I am working with DrWatson.jl and am wondering: is there any suggested tools or workflows to handle data version control within Julia? I saw that there was DataSets.jl made by @c42f and some ongoing discussions that @Datseris was having. Wasn’t sure what the current state of the art is. Thanks!

~ tcp :deciduous_tree:

6 Likes

Hm, unfortunately there aren’t many options in JuliaLand. I have seen the DataSets.jl package as well, but personally I am not a fan: it’s too complicated for my liking.

In DrWatson there is an attempt to bring a metadata-attaching functionality, in a sense of attaching a declarative text file “toml” style to any dataset. This would give you full governance and in a sense version control since the metadata themselves could easily be version controlled. The ongoing attempt is described in this issue and this pull request. Its called “DrWatsonSim”.

The third option I am aware of is CaosDB: it is a scientific database management that has been test driven in several large scale collaborative scientific projects and would allow data management and provenance. However, it only has a barebones Julia implementation that hasn’t been updated in 3 years :frowning: I haven’t used CaosDB in my work because, the way it is now, actually putting data on the CaosDB server would take too much effort. However, I am sure that there could be many very cool things happening like automatic integration with DrWatson workflows to put your data automatically in a database entry by using the configuration container given in produce_or_load. But at the moment the developers do not see Julia as worthy to allocate their resources on. I hope they change their mind at some poin, as Python doesn’t have something as cool as DrWatson…

3 Likes

Do you mean for things larger than the github file size limit or what? For things under the limit, I simply use github.

1 Like

Have you considered non-Julia solutions?

If the data is public and not too large, I’d go with git.

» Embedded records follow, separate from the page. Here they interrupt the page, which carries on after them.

//! Probabilistic tour construction for a single ant.
//!
//! At each step the next city is drawn from a distribution over the
//! unvisited cities, weighted by pheromone intensity (exponent alpha) and
//! inverse distance (exponent beta). The construction is read-only with
//! respect to both matrices, so any number of ants can build tours from
//! the same iteration snapshot concurrently.

use crate::types::{DistanceMatrix, PheromoneMatrix};
use rand::Rng;

/// Builds one complete tour from a frozen colony snapshot.
///
/// Borrows the distance and pheromone matrices for the duration of one
/// iteration; [`build`](TourBuilder::build) produces a permutation of all
/// cities starting at the requested city.
pub struct TourBuilder<'a> {
    distances: &'a DistanceMatrix,
    pheromones: &'a PheromoneMatrix,
    alpha: f64,
    beta: f64,
}

impl<'a> TourBuilder<'a> {
    pub fn new(
        distances: &'a DistanceMatrix,
        pheromones: &'a PheromoneMatrix,
        alpha: f64,
        beta: f64,
    ) -> Self {
        Self {
            distances,
            pheromones,
            alpha,
            beta,
        }
    }

    /// Constructs a tour visiting every city exactly once.
    ///
    /// The permutation property holds by construction: each step draws
    /// from the unvisited set and marks the drawn city visited.
    ///
    /// # Panics
    /// Panics if `start` is not a valid city index.
    pub fn build<R: Rng>(&self, start: usize, rng: &mut R) -> Vec<usize> {
        let n = self.distances.n_cities();
        assert!(start < n, "start city {start} out of range for {n} cities");

        let mut tour = Vec::with_capacity(n);
        let mut visited = vec![false; n];
        tour.push(start);
        visited[start] = true;

        let mut current = start;
        for _ in 1..n {
            let next = self.choose_city(current, &visited, rng);
            tour.push(next);
            visited[next] = true;
            current = next;
        }
        tour
    }

    /// Desirability of moving from city `i` to city `j`:
    /// `pheromone^alpha * (1/distance)^beta`.
    fn score(&self, i: usize, j: usize) -> f64 {
        self.pheromones.get(i, j).powf(self.alpha) * self.distances.get(i, j).recip().powf(self.beta)
    }

    /// Draws the next city among the unvisited ones by cumulative-sum
    /// sampling over the normalized scores.
    ///
    /// Two fallbacks keep the draw well defined:
    /// - a zero-distance edge gives an infinite score, so the draw is
    ///   restricted to the infinite-score candidates (uniformly);
    /// - a zero (or non-finite) score total, e.g. after pheromone
    ///   underflow or when only unreachable cities remain, falls back to a
    ///   uniform draw over all candidates so construction always proceeds.
    fn choose_city<R: Rng>(&self, current: usize, visited: &[bool], rng: &mut R) -> usize {
        let candidates: Vec<usize> = (0..visited.len()).filter(|&j| !visited[j]).collect();
        debug_assert!(!candidates.is_empty());

        let scores: Vec<f64> = candidates
            .iter()
            .map(|&j| self.score(current, j))
            .collect();

        let infinite: Vec<usize> = scores
            .iter()
            .enumerate()
            .filter(|(_, s)| s.is_infinite())
            .map(|(idx, _)| idx)
            .collect();
        if !infinite.is_empty() {
            return candidates[infinite[rng.random_range(0..infinite.len())]];
        }

        let total: f64 = scores.iter().sum();
        if !total.is_finite() || total <= 0.0 {
            return candidates[rng.random_range(0..candidates.len())];
        }

        let threshold = rng.random_range(0.0..total);
        let mut cumulative = 0.0;
        for (idx, &score) in scores.iter().enumerate() {
            cumulative += score;
            if cumulative > threshold {
                return candidates[idx];
            }
        }

        candidates[candidates.len() - 1] // floating-point fallback
    }
}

For anything else, I’d suggest DVC - it seems quite popular.

You can think of it as git for data. It works well together with git. But instead of git tracking the data itself, git tracks only the dvc metadata/references and dvc itself gets you the actual files based on the metadata/references in your working tree.

6 Likes

Hey @Datseris :wave: thanks for your thoughts!

Yea, I got a sense of it being complicated as well but I haven’t tried it fully yet. Perhaps I am just not reading how to use it correctly.

I owe you a great thank you @svilupp ! DVC is the ticket for me and is perfect for my use case. Thanks! Having worked with it some, have to admit, it is a little cumbersome using the tool – will have to keep practicing with it!

1 Like

DVC is great if you’re comfortable with git, but Weights & Biases is a much more user friendly alternative IMO.

1 Like